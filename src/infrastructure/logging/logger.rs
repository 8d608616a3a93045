use std::io;

use anyhow::Result;
use tracing::Level;
use tracing_appender::non_blocking::WorkerGuard;
use tracing_appender::rolling;
use tracing_subscriber::layer::SubscriberExt;
use tracing_subscriber::util::SubscriberInitExt;
use tracing_subscriber::{EnvFilter, Layer};

use super::config::{LogConfig, LogFormat, RotationPolicy};

const LOG_FILE_NAME: &str = "seer.log";

/// Logger implementation using tracing
pub struct LoggerImpl {
    _guard: Option<WorkerGuard>,
}

impl LoggerImpl {
    /// Initialize the global subscriber.
    ///
    /// `RUST_LOG` overrides the configured level. The returned value must be
    /// kept alive for the file writer to flush.
    ///
    /// # Errors
    /// Returns an error if the level is invalid or a subscriber is already set
    pub fn init(config: &LogConfig) -> Result<Self> {
        let default_level = parse_log_level(&config.level)?;

        let env_filter = || {
            EnvFilter::builder()
                .with_default_directive(default_level.into())
                .from_env_lossy()
        };

        let console_layer = config.enable_console.then(|| match config.format {
            LogFormat::Json => tracing_subscriber::fmt::layer()
                .json()
                .with_writer(io::stderr)
                .with_current_span(true)
                .with_target(true)
                .with_thread_ids(true)
                .with_filter(env_filter())
                .boxed(),
            LogFormat::Pretty => tracing_subscriber::fmt::layer()
                .with_writer(io::stderr)
                .with_target(false)
                .with_filter(env_filter())
                .boxed(),
        });

        let (file_layer, guard) = match &config.log_dir {
            Some(log_dir) => {
                let file_appender = match config.rotation {
                    RotationPolicy::Daily => rolling::daily(log_dir, LOG_FILE_NAME),
                    RotationPolicy::Hourly => rolling::hourly(log_dir, LOG_FILE_NAME),
                    RotationPolicy::Never => rolling::never(log_dir, LOG_FILE_NAME),
                };
                let (non_blocking_file, guard) = tracing_appender::non_blocking(file_appender);

                // File output is always JSON
                let layer = tracing_subscriber::fmt::layer()
                    .json()
                    .with_writer(non_blocking_file)
                    .with_ansi(false)
                    .with_current_span(true)
                    .with_span_list(true)
                    .with_target(true)
                    .with_thread_ids(true)
                    .with_file(true)
                    .with_line_number(true)
                    .with_filter(env_filter())
                    .boxed();
                (Some(layer), Some(guard))
            }
            None => (None, None),
        };

        tracing_subscriber::registry()
            .with(console_layer)
            .with(file_layer)
            .try_init()?;

        tracing::debug!(
            level = %config.level,
            format = ?config.format,
            file_output = config.log_dir.is_some(),
            "logger initialized"
        );

        Ok(Self { _guard: guard })
    }
}

/// Parse log level string to Level
pub fn parse_log_level(level: &str) -> Result<Level> {
    match level.to_lowercase().as_str() {
        "trace" => Ok(Level::TRACE),
        "debug" => Ok(Level::DEBUG),
        "info" => Ok(Level::INFO),
        "warn" => Ok(Level::WARN),
        "error" => Ok(Level::ERROR),
        _ => anyhow::bail!("Invalid log level: {level}"),
    }
}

******************************

Retype all of the entries shown above, exactly.

ANSWER TO THE PROBLEM:
filename src/infrastructure/logging/logger.rs
repository 8d608616a3a93045
use std::io;

use anyhow::Result;
use tracing::Level;
use tracing_appender::non_blocking::WorkerGuard;
use tracing_appender::rolling;
use tracing_subscriber::layer::SubscriberExt;
use tracing_subscriber::util::SubscriberInitExt;
use tracing_subscriber::{EnvFilter, Layer};

use super::config::{LogConfig, LogFormat, RotationPolicy};

const LOG_FILE_NAME: &str = "seer.log";

/// Logger implementation using tracing
pub struct LoggerImpl {
    _guard: Option<WorkerGuard>,
}

impl LoggerImpl {
    /// Initialize the global subscriber.
    ///
    /// `RUST_LOG` overrides the configured level. The returned value must be
    /// kept alive for the file writer to flush.
    ///
    /// # Errors
    /// Returns an error if the level is invalid or a subscriber is already set
    pub fn init(config: &LogConfig) -> Result<Self> {
        let default_level = parse_log_level(&config.level)?;

        let env_filter = || {
            EnvFilter::builder()
                .with_default_directive(default_level.into())
                .from_env_lossy()
        };

        let console_layer = config.enable_console.then(|| match config.format {
            LogFormat::Json => tracing_subscriber::fmt::layer()
                .json()
                .with_writer(io::stderr)
                .with_current_span(true)
                .with_target(true)
                .with_thread_ids(true)
                .with_filter(env_filter())
                .boxed(),
            LogFormat::Pretty => tracing_subscriber::fmt::layer()
                .with_writer(io::stderr)
                .with_target(false)
                .with_filter(env_filter())
                .boxed(),
        });

        let (file_layer, guard) = match &config.log_dir {
            Some(log_dir) => {
                let file_appender = match config.rotation {
                    RotationPolicy::Daily => rolling::daily(log_dir, LOG_FILE_NAME),
                    RotationPolicy::Hourly => rolling::hourly(log_dir, LOG_FILE_NAME),
                    RotationPolicy::Never => rolling::never(log_dir, LOG_FILE_NAME),
                };
                let (non_blocking_file, guard) = tracing_appender::non_blocking(file_appender);

                // File output is always JSON
                let layer = tracing_subscriber::fmt::layer()
                    .json()
                    .with_writer(non_blocking_file)
                    .with_ansi(false)
                    .with_current_span(true)
                    .with_span_list(true)
                    .with_target(true)
                    .with_thread_ids(true)
                    .with_file(true)
                    .with_line_number(true)
                    .with_filter(env_filter())
                    .boxed();
                (Some(layer), Some(guard))
            }
            None => (None, None),
        };

        tracing_subscriber::registry()
            .with(console_layer)
            .with(file_layer)
            .try_init()?;

        tracing::debug!(
            level = %config.level,
            format = ?config.format,
            file_output = config.log_dir.is_some(),
            "logger initialized"
        );

        Ok(Self { _guard: guard })
    }
}

/// Parse log level string to Level
pub fn parse_log_level(level: &str) -> Result<Level> {
    match level.to_lowercase().as_str() {
        "trace" => Ok(Level::TRACE),
        "debug" => Ok(Level::DEBUG),
        "info" => Ok(Level::INFO),
        "warn" => Ok(Level::WARN),
        "error" => Ok(Level::ERROR),
        _ => anyhow::bail!("Invalid log level: {level}"),
    }
}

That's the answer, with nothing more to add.